(Records from a dataset)
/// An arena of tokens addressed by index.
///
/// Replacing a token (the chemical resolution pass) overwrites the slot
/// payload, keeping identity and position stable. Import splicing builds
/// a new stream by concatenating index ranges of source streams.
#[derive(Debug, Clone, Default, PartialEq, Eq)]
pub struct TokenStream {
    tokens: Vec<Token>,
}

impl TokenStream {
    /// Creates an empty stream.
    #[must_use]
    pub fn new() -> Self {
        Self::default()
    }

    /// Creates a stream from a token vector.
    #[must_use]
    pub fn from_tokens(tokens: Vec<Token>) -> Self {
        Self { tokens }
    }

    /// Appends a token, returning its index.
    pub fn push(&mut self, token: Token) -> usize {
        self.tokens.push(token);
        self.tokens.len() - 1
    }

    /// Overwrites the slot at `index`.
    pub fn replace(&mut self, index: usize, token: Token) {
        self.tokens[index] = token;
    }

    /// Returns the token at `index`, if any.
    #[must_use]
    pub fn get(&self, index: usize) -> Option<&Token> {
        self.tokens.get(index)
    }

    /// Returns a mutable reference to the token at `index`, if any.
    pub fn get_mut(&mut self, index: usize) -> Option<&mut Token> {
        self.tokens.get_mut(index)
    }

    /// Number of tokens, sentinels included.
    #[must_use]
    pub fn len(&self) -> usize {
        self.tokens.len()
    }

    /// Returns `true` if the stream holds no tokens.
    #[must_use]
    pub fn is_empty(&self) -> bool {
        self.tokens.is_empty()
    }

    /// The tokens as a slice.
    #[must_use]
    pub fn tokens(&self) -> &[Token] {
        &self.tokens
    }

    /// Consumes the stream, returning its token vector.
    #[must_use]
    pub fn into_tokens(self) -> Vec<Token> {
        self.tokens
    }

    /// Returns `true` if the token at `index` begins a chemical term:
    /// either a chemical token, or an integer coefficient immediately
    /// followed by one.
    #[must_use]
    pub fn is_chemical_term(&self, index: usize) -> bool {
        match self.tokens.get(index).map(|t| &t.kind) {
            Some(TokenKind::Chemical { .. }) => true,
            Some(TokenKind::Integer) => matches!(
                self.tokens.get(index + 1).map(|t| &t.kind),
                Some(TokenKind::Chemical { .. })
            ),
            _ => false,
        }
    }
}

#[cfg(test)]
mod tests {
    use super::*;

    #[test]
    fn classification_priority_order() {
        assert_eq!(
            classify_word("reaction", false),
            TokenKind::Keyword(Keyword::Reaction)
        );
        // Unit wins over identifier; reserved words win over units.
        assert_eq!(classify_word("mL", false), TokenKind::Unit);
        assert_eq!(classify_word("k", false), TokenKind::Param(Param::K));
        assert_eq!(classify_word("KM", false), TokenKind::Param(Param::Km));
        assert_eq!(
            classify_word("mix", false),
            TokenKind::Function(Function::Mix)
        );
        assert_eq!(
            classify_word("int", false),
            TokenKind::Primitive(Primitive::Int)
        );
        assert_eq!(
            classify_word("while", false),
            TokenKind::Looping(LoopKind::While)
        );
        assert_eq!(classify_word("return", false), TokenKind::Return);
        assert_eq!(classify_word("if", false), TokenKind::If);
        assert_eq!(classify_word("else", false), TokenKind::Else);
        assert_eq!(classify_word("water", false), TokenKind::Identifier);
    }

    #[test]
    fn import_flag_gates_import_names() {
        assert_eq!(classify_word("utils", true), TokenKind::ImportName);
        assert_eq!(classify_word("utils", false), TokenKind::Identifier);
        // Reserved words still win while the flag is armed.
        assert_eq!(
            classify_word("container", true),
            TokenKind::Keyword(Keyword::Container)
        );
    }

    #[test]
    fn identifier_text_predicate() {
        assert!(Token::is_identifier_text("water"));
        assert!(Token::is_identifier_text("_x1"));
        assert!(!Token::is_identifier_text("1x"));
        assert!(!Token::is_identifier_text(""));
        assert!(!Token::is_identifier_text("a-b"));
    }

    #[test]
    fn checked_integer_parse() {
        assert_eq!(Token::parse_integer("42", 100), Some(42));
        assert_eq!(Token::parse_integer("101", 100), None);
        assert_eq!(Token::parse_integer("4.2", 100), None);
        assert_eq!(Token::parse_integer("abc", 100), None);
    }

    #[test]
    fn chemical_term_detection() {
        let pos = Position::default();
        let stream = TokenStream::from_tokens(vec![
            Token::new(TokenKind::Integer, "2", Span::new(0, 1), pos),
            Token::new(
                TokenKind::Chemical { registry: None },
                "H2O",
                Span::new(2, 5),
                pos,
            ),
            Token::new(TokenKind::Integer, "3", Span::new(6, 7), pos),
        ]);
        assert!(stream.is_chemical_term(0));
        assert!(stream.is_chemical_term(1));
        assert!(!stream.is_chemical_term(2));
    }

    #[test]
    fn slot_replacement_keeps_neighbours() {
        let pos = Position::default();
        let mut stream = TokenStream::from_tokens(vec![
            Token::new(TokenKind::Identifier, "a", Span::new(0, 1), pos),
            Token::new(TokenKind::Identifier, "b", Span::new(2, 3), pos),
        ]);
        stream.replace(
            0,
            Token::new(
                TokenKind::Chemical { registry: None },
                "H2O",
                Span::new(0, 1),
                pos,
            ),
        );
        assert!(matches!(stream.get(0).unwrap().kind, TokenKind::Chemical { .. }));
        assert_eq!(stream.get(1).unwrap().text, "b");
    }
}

*What to do*: An exact copy of every record is required.

*Response area*:
/// An arena of tokens addressed by index.
///
/// Replacing a token (the chemical resolution pass) overwrites the slot
/// payload, keeping identity and position stable. Import splicing builds
/// a new stream by concatenating index ranges of source streams.
#[derive(Debug, Clone, Default, PartialEq, Eq)]
pub struct TokenStream {
    tokens: Vec<Token>,
}

impl TokenStream {
    /// Creates an empty stream.
    #[must_use]
    pub fn new() -> Self {
        Self::default()
    }

    /// Creates a stream from a token vector.
    #[must_use]
    pub fn from_tokens(tokens: Vec<Token>) -> Self {
        Self { tokens }
    }

    /// Appends a token, returning its index.
    pub fn push(&mut self, token: Token) -> usize {
        self.tokens.push(token);
        self.tokens.len() - 1
    }

    /// Overwrites the slot at `index`.
    pub fn replace(&mut self, index: usize, token: Token) {
        self.tokens[index] = token;
    }

    /// Returns the token at `index`, if any.
    #[must_use]
    pub fn get(&self, index: usize) -> Option<&Token> {
        self.tokens.get(index)
    }

    /// Returns a mutable reference to the token at `index`, if any.
    pub fn get_mut(&mut self, index: usize) -> Option<&mut Token> {
        self.tokens.get_mut(index)
    }

    /// Number of tokens, sentinels included.
    #[must_use]
    pub fn len(&self) -> usize {
        self.tokens.len()
    }

    /// Returns `true` if the stream holds no tokens.
    #[must_use]
    pub fn is_empty(&self) -> bool {
        self.tokens.is_empty()
    }

    /// The tokens as a slice.
    #[must_use]
    pub fn tokens(&self) -> &[Token] {
        &self.tokens
    }

    /// Consumes the stream, returning its token vector.
    #[must_use]
    pub fn into_tokens(self) -> Vec<Token> {
        self.tokens
    }

    /// Returns `true` if the token at `index` begins a chemical term:
    /// either a chemical token, or an integer coefficient immediately
    /// followed by one.
    #[must_use]
    pub fn is_chemical_term(&self, index: usize) -> bool {
        match self.tokens.get(index).map(|t| &t.kind) {
            Some(TokenKind::Chemical { .. }) => true,
            Some(TokenKind::Integer) => matches!(
                self.tokens.get(index + 1).map(|t| &t.kind),
                Some(TokenKind::Chemical { .. })
            ),
            _ => false,
        }
    }
}

#[cfg(test)]
mod tests {
    use super::*;

    #[test]
    fn classification_priority_order() {
        assert_eq!(
            classify_word("reaction", false),
            TokenKind::Keyword(Keyword::Reaction)
        );
        // Unit wins over identifier; reserved words win over units.
        assert_eq!(classify_word("mL", false), TokenKind::Unit);
        assert_eq!(classify_word("k", false), TokenKind::Param(Param::K));
        assert_eq!(classify_word("KM", false), TokenKind::Param(Param::Km));
        assert_eq!(
            classify_word("mix", false),
            TokenKind::Function(Function::Mix)
        );
        assert_eq!(
            classify_word("int", false),
            TokenKind::Primitive(Primitive::Int)
        );
        assert_eq!(
            classify_word("while", false),
            TokenKind::Looping(LoopKind::While)
        );
        assert_eq!(classify_word("return", false), TokenKind::Return);
        assert_eq!(classify_word("if", false), TokenKind::If);
        assert_eq!(classify_word("else", false), TokenKind::Else);
        assert_eq!(classify_word("water", false), TokenKind::Identifier);
    }

    #[test]
    fn import_flag_gates_import_names() {
        assert_eq!(classify_word("utils", true), TokenKind::ImportName);
        assert_eq!(classify_word("utils", false), TokenKind::Identifier);
        // Reserved words still win while the flag is armed.
        assert_eq!(
            classify_word("container", true),
            TokenKind::Keyword(Keyword::Container)
        );
    }

    #[test]
    fn identifier_text_predicate() {
        assert!(Token::is_identifier_text("water"));
        assert!(Token::is_identifier_text("_x1"));
        assert!(!Token::is_identifier_text("1x"));
        assert!(!Token::is_identifier_text(""));
        assert!(!Token::is_identifier_text("a-b"));
    }

    #[test]
    fn checked_integer_parse() {
        assert_eq!(Token::parse_integer("42", 100), Some(42));
        assert_eq!(Token::parse_integer("101", 100), None);
        assert_eq!(Token::parse_integer("4.2", 100), None);
        assert_eq!(Token::parse_integer("abc", 100), None);
    }

    #[test]
    fn chemical_term_detection() {
        let pos = Position::default();
        let stream = TokenStream::from_tokens(vec![
            Token::new(TokenKind::Integer, "2", Span::new(0, 1), pos),
            Token::new(
                TokenKind::Chemical { registry: None },
                "H2O",
                Span::new(2, 5),
                pos,
            ),
            Token::new(TokenKind::Integer, "3", Span::new(6, 7), pos),
        ]);
        assert!(stream.is_chemical_term(0));
        assert!(stream.is_chemical_term(1));
        assert!(!stream.is_chemical_term(2));
    }

    #[test]
    fn slot_replacement_keeps_neighbours() {
        let pos = Position::default();
        let mut stream = TokenStream::from_tokens(vec![
            Token::new(TokenKind::Identifier, "a", Span::new(0, 1), pos),
            Token::new(TokenKind::Identifier, "b", Span::new(2, 3), pos),
        ]);
        stream.replace(
            0,
            Token::new(
                TokenKind::Chemical { registry: None },
                "H2O",
                Span::new(0, 1),
                pos,
            ),
        );
        assert!(matches!(stream.get(0).unwrap().kind, TokenKind::Chemical { .. }));
        assert_eq!(stream.get(1).unwrap().text, "b");
    }
}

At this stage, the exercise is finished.